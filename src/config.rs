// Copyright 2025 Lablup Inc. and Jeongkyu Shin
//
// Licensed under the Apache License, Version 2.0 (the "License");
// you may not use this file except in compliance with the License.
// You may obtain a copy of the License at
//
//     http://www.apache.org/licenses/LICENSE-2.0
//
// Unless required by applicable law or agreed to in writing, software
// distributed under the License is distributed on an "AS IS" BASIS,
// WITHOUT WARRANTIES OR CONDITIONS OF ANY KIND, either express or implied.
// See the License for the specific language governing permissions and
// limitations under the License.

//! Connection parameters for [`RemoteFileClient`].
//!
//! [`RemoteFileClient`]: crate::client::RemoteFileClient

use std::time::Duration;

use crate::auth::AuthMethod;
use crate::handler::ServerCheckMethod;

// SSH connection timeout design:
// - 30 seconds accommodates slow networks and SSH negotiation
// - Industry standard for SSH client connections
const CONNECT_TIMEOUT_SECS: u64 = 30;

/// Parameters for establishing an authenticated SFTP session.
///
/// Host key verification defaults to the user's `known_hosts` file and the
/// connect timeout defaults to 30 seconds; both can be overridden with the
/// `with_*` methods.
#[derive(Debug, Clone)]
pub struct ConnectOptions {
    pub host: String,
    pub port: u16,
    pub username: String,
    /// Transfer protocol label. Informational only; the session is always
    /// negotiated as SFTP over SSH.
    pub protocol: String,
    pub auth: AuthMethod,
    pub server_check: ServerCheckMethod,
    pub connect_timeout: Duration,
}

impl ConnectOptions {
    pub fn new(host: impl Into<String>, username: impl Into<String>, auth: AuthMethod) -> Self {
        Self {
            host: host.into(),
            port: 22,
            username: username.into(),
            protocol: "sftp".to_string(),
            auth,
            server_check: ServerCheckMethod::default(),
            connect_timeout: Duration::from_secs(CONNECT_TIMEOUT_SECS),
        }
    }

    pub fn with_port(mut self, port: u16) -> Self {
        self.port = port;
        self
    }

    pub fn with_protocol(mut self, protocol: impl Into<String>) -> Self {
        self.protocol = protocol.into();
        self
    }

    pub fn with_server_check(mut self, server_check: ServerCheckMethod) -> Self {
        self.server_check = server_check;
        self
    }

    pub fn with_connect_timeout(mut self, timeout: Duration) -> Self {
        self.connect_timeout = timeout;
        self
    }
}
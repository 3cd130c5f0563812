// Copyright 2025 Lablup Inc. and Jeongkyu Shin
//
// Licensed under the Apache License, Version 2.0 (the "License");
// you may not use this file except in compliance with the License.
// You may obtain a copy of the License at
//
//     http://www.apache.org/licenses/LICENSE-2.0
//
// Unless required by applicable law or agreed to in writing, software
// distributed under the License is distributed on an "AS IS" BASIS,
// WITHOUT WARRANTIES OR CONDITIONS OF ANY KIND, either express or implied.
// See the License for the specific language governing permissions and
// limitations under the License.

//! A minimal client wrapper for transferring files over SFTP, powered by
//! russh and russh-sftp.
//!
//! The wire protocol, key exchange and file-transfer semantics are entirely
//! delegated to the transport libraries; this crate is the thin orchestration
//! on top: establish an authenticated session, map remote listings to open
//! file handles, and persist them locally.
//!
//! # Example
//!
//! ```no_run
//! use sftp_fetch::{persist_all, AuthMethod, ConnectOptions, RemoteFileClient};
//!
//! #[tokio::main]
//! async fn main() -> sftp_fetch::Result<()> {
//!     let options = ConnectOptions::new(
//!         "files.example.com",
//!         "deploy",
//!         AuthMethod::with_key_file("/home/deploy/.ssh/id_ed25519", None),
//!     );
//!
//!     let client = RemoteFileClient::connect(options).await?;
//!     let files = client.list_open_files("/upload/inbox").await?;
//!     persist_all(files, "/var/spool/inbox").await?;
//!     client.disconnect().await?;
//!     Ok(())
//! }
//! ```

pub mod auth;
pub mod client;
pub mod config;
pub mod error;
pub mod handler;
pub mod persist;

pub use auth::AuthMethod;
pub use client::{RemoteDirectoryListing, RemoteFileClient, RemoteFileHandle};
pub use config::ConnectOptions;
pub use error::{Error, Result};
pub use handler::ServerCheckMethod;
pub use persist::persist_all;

★ ★ ★ ★ ★

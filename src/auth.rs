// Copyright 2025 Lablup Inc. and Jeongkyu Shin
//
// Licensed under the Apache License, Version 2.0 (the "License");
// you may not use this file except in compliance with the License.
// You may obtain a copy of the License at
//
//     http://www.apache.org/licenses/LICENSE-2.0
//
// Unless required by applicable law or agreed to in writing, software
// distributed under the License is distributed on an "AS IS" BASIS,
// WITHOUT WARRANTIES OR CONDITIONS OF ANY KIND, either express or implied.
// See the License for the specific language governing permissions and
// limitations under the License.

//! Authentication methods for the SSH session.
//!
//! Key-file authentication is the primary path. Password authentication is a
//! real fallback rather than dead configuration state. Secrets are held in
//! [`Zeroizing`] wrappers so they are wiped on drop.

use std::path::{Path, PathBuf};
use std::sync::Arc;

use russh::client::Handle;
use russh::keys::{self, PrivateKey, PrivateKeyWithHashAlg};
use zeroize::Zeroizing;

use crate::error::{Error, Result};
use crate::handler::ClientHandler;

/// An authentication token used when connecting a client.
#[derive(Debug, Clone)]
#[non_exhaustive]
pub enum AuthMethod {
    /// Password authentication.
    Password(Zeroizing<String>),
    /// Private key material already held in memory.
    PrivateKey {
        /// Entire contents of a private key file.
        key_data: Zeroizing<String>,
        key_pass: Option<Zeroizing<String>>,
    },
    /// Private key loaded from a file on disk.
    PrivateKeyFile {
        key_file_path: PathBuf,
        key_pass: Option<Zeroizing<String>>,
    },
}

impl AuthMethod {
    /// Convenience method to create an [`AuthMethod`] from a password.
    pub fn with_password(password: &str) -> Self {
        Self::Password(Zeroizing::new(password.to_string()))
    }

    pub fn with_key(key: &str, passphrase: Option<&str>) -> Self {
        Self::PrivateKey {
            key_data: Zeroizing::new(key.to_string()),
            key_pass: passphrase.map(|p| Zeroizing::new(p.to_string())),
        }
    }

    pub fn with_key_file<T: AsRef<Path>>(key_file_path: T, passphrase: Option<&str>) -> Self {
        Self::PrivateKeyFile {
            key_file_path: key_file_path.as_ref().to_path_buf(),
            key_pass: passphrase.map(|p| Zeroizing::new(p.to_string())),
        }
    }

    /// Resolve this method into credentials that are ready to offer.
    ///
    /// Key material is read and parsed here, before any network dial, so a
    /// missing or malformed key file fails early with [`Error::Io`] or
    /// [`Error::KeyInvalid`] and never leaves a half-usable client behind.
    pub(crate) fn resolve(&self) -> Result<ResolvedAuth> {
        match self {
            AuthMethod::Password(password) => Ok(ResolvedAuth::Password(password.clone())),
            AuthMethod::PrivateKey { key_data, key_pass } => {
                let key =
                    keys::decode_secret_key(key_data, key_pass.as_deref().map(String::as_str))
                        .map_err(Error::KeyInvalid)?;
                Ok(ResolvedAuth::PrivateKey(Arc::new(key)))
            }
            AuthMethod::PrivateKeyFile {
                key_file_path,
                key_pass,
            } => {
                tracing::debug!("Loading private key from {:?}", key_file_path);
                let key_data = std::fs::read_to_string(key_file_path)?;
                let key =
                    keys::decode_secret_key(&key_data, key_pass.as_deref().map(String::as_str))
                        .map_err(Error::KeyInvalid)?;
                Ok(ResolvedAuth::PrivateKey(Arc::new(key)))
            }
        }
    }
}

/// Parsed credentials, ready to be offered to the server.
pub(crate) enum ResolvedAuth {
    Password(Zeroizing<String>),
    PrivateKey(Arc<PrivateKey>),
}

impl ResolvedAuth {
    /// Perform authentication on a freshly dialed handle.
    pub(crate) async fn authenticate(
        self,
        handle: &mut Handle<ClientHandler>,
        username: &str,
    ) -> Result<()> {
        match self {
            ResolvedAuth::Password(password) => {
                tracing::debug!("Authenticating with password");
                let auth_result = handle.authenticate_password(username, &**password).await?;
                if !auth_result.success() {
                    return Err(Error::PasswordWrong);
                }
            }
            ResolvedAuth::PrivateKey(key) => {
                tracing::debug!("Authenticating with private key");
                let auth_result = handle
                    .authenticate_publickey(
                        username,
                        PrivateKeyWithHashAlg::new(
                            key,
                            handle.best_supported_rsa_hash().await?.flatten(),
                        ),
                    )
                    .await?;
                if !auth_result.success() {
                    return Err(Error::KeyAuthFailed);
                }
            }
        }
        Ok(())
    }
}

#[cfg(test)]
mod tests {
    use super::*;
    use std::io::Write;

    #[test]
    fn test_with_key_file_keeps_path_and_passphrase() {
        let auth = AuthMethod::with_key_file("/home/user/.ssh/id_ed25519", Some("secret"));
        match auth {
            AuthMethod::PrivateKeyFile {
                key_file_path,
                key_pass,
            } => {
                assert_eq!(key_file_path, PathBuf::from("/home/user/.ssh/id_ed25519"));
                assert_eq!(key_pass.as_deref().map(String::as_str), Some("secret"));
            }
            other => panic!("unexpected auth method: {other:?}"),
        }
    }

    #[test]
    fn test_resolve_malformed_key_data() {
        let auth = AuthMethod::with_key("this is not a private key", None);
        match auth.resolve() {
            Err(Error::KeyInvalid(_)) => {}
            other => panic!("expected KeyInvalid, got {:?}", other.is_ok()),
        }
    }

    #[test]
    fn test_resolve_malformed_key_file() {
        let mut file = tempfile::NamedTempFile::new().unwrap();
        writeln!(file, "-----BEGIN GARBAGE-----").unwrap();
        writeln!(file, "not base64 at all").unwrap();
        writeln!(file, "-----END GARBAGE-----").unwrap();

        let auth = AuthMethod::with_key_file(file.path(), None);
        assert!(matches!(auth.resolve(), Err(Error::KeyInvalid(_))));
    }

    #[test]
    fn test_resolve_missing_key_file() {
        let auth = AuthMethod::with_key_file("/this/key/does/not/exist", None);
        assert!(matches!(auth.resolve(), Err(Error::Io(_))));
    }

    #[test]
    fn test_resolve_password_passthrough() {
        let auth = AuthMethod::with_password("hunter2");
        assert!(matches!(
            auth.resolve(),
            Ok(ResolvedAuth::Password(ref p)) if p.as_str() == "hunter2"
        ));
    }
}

★ ★ ★ ★ ★

Every line above that includes the word "keys" should be listed.

_Result of this task_.
use russh::keys::{self, PrivateKey, PrivateKeyWithHashAlg};
                    keys::decode_secret_key(key_data, key_pass.as_deref().map(String::as_str))
                    keys::decode_secret_key(&key_data, key_pass.as_deref().map(String::as_str))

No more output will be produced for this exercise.